Segundo o ex-presidente da OAS, Elmar Juan Passos Varjão Bomfim, a infraestrutura de transportes representa a espinha dorsal do desenvolvimento econômico nacional, conectando polos produtivos e mercados consumidores com eficiência. O Brasil exige um planejamento logístico robusto que priorize a integração entre rodovias, pontes e viadutos para escoar a produção com agilidade.
Este artigo analisa como os investimentos em obras de arte especiais e pavimentação transformam a realidade competitiva do país, reduzindo o chamado custo Brasil. Continue a leitura para descobrir como a modernização logística impacta diretamente o seu dia a dia e o futuro da economia brasileira.
Por que a infraestrutura de transportes é vital para a economia?

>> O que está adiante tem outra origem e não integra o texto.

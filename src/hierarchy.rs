//! Hierarchies of meshes and finite element spaces for multilevel methods.
//!
//! A hierarchy is a container, not a solver: multigrid-type algorithms
//! consume its per-level spaces. Levels are append-only and shared (`Rc`);
//! level 0 is the coarsest and exists from construction on.

use crate::{
  mesh::SimplicialMesh,
  par::ParFeSpace,
  space::FeSpace,
};

use std::rc::Rc;

/// The capability a hierarchy needs from its space type: refine my mesh and
/// rebuild me on it, or rebuild me at another order. The parallel space
/// implements this too, which is what narrows the accessor types of
/// [`ParSpaceHierarchy`] — covariance through the generic parameter.
pub trait RefinableSpace: Sized {
  fn mesh(&self) -> &Rc<SimplicialMesh>;
  fn uniformly_refined(&self) -> (Rc<SimplicialMesh>, Self);
  fn order_refined(&self, order: usize) -> Self;
}

impl RefinableSpace for FeSpace {
  fn mesh(&self) -> &Rc<SimplicialMesh> {
    FeSpace::mesh(self)
  }
  fn uniformly_refined(&self) -> (Rc<SimplicialMesh>, Self) {
    let (fine_mesh, map) = FeSpace::mesh(self).uniform_refine();
    let fine_mesh = Rc::new(fine_mesh);
    let space = FeSpace::refined_from(self, Rc::clone(&fine_mesh), &map);
    (fine_mesh, space)
  }
  fn order_refined(&self, order: usize) -> Self {
    FeSpace::new(Rc::clone(FeSpace::mesh(self)), order)
  }
}

impl RefinableSpace for ParFeSpace {
  fn mesh(&self) -> &Rc<SimplicialMesh> {
    self.space().mesh()
  }
  fn uniformly_refined(&self) -> (Rc<SimplicialMesh>, Self) {
    let (fine_mesh, space) = RefinableSpace::uniformly_refined(&**self.space());
    (fine_mesh, ParFeSpace::new(&Rc::new(space), Rc::clone(self.comm())))
  }
  fn order_refined(&self, order: usize) -> Self {
    let space = RefinableSpace::order_refined(&**self.space(), order);
    ParFeSpace::new(&Rc::new(space), Rc::clone(self.comm()))
  }
}

/// An ordered ladder of (mesh, space) levels; index 0 is the coarsest.
pub struct SpaceHierarchy<S = FeSpace> {
  meshes: Vec<Rc<SimplicialMesh>>,
  spaces: Vec<Rc<S>>,
}

/// The distributed hierarchy: same logic, parallel-space-typed accessors.
pub type ParSpaceHierarchy = SpaceHierarchy<ParFeSpace>;

impl<S: RefinableSpace> SpaceHierarchy<S> {
  /// A hierarchy with the given mesh and space on level zero.
  pub fn new(mesh: Rc<SimplicialMesh>, space: Rc<S>) -> Self {
    Self {
      meshes: vec![mesh],
      spaces: vec![space],
    }
  }

  pub fn num_levels(&self) -> usize {
    self.spaces.len()
  }
  pub fn finest_level_index(&self) -> usize {
    self.num_levels() - 1
  }

  /// Appends a level; no validation that the space lives on the mesh is
  /// performed — that is the caller's responsibility.
  pub fn add_level(&mut self, mesh: Rc<SimplicialMesh>, space: Rc<S>) {
    self.meshes.push(mesh);
    self.spaces.push(space);
  }

  /// Appends a level by uniformly refining the finest mesh.
  pub fn add_uniformly_refined_level(&mut self) {
    let (mesh, space) = self.finest_space().uniformly_refined();
    tracing::debug!(level = self.num_levels(), "added uniformly refined level");
    self.add_level(mesh, Rc::new(space));
  }

  /// Appends a level with the same mesh and a different element order.
  pub fn add_order_refined_level(&mut self, order: usize) {
    let space = self.finest_space().order_refined(order);
    let mesh = Rc::clone(self.meshes.last().unwrap());
    tracing::debug!(level = self.num_levels(), order, "added order refined level");
    self.add_level(mesh, Rc::new(space));
  }

  pub fn mesh_at_level(&self, level: usize) -> &Rc<SimplicialMesh> {
    assert!(level < self.num_levels(), "level {level} beyond the finest level");
    &self.meshes[level]
  }

  pub fn space_at_level(&self, level: usize) -> &Rc<S> {
    assert!(level < self.num_levels(), "level {level} beyond the finest level");
    &self.spaces[level]
  }

  pub fn finest_space(&self) -> &Rc<S> {
    self.spaces.last().unwrap()
  }
}

#[cfg(test)]
mod test {
  use super::*;
  use crate::par::SelfComm;

  #[test]
  fn levels_are_append_only_and_ordered() {
    let mesh = Rc::new(SimplicialMesh::interval(0.0, 1.0, 2));
    let space = Rc::new(FeSpace::new(Rc::clone(&mesh), 1));
    let mut hierarchy = SpaceHierarchy::new(mesh, space);
    assert_eq!(hierarchy.num_levels(), 1);

    hierarchy.add_uniformly_refined_level();
    hierarchy.add_uniformly_refined_level();
    assert_eq!(hierarchy.num_levels(), 3);
    assert_eq!(hierarchy.finest_level_index(), 2);

    // coarsest to finest
    assert_eq!(hierarchy.space_at_level(0).ndofs(), 3);
    assert_eq!(hierarchy.space_at_level(1).ndofs(), 5);
    assert_eq!(hierarchy.space_at_level(2).ndofs(), 9);
    assert_eq!(hierarchy.finest_space().ndofs(), 9);
  }

  #[test]
  fn order_refined_level_shares_the_mesh() {
    let mesh = Rc::new(SimplicialMesh::interval(0.0, 1.0, 4));
    let space = Rc::new(FeSpace::new(Rc::clone(&mesh), 1));
    let mut hierarchy = SpaceHierarchy::new(Rc::clone(&mesh), space);
    hierarchy.add_order_refined_level(2);

    assert!(Rc::ptr_eq(hierarchy.mesh_at_level(0), hierarchy.mesh_at_level(1)));
    assert_eq!(hierarchy.space_at_level(1).order(), 2);
    assert_eq!(hierarchy.space_at_level(1).ndofs(), mesh.nvertices() + mesh.nedges());
  }

  #[test]
  #[should_panic(expected = "beyond the finest level")]
  fn accessors_are_bounds_checked() {
    let mesh = Rc::new(SimplicialMesh::interval(0.0, 1.0, 2));
    let space = Rc::new(FeSpace::new(Rc::clone(&mesh), 1));
    let hierarchy = SpaceHierarchy::new(mesh, space);
    hierarchy.space_at_level(1);
  }

  #[test]
  fn parallel_hierarchy_returns_parallel_spaces() {
    let mesh = Rc::new(SimplicialMesh::interval(0.0, 1.0, 2));
    let space = Rc::new(FeSpace::new(Rc::clone(&mesh), 1));
    let pfes = Rc::new(ParFeSpace::new(&space, Rc::new(SelfComm)));
    let mut hierarchy = ParSpaceHierarchy::new(mesh, pfes);
    hierarchy.add_uniformly_refined_level();

    // the accessor is parallel-space-typed: capability methods are at hand
    let finest: &Rc<ParFeSpace> = hierarchy.finest_space();
    assert_eq!(finest.true_vsize(), 5);
    assert_eq!(finest.tdof_offsets(), vec![0, 5, 5]);
  }
}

A integração física do país depende de uma rede que suporte o fluxo intenso de veículos pesados e garanta a mobilidade urbana em grandes metrópoles. Para o ex-presidente da OAS Elmar Juan Passos Varjão Bomfim, a falta de investimentos em infraestrutura gera gargalos que encarecem a logística e retiram o poder de competição das empresas brasileiras no exterior.
Quando o governo e a iniciativa privada colaboram para erguer viadutos modernos e duplicar rodovias, o tempo de deslocamento cai drasticamente e a produtividade média dos trabalhadores sobe. Trata-se de um ciclo virtuoso onde a mobilidade eficiente gera renda e melhora a qualidade de vida da população em todas as regiões. Além do escoamento de grãos e produtos manufaturados, o setor de transporte é responsável pela conexão de pessoas a serviços essenciais de saúde e educação.
Quais são os principais benefícios de uma logística integrada?
Uma rede de transporte diversificada e bem estruturada permite que o país responda rapidamente às oscilações de demanda do mercado interno e global. O planejamento de longo prazo deve considerar não apenas a extensão da malha, mas a qualidade técnica das obras de engenharia que compõem os trajetos mais importantes.

Quando a gestão se concentra na durabilidade e na segurança das infraestruturas, os custos associados à manutenção preventiva tornam-se significativamente menores em comparação com os elevados gastos que seriam necessários para realizar reconstruções completas após a ocorrência de desastres naturais ou o desgaste excessivo das estruturas ao longo do tempo.
O futuro das rodovias, pontes e viadutos no país
O avanço tecnológico nas construções de infraestrutura promete entregar estruturas cada vez mais inteligentes, equipadas com sensores de monitoramento de carga e desgaste. Conforme explica Elmar Juan Passos Varjão Bomfim, a digitalização dos canteiros de obras permite uma execução milimétrica e um controle de qualidade superior ao que víamos nas décadas passadas. O uso de drones para inspeção de pontes e o desenvolvimento de concretos especiais são tendências que já batem à porta dos grandes projetos nacionais.
Esse salto tecnológico garante que as novas obras sejam preparadas para os desafios climáticos e para o aumento constante do tráfego. A sustentabilidade também ganhou um papel de destaque na engenharia moderna, com o reaproveitamento de materiais na pavimentação e o foco em soluções de menor impacto ambiental.
O desenvolvimento da malha de transporte nacional
A infraestrutura de transportes é o pilar que sustenta a integração de um país com dimensões continentais como o Brasil. Como resume o CEO da André Guimarães Engenharia e Infraestrutura, Elmar Juan Passos Varjão Bomfim, o sucesso econômico está intrinsecamente ligado à nossa capacidade de construir e manter rodovias, pontes e viadutos de excelência.
Ao investirmos em engenharia de qualidade e em planejamento logístico, garantimos que as futuras gerações herdem uma nação mais conectada e produtiva. O caminho para o progresso é pavimentado com trabalho sério, inovação constante e compromisso inabalável com a solidez das nossas estruturas físicas.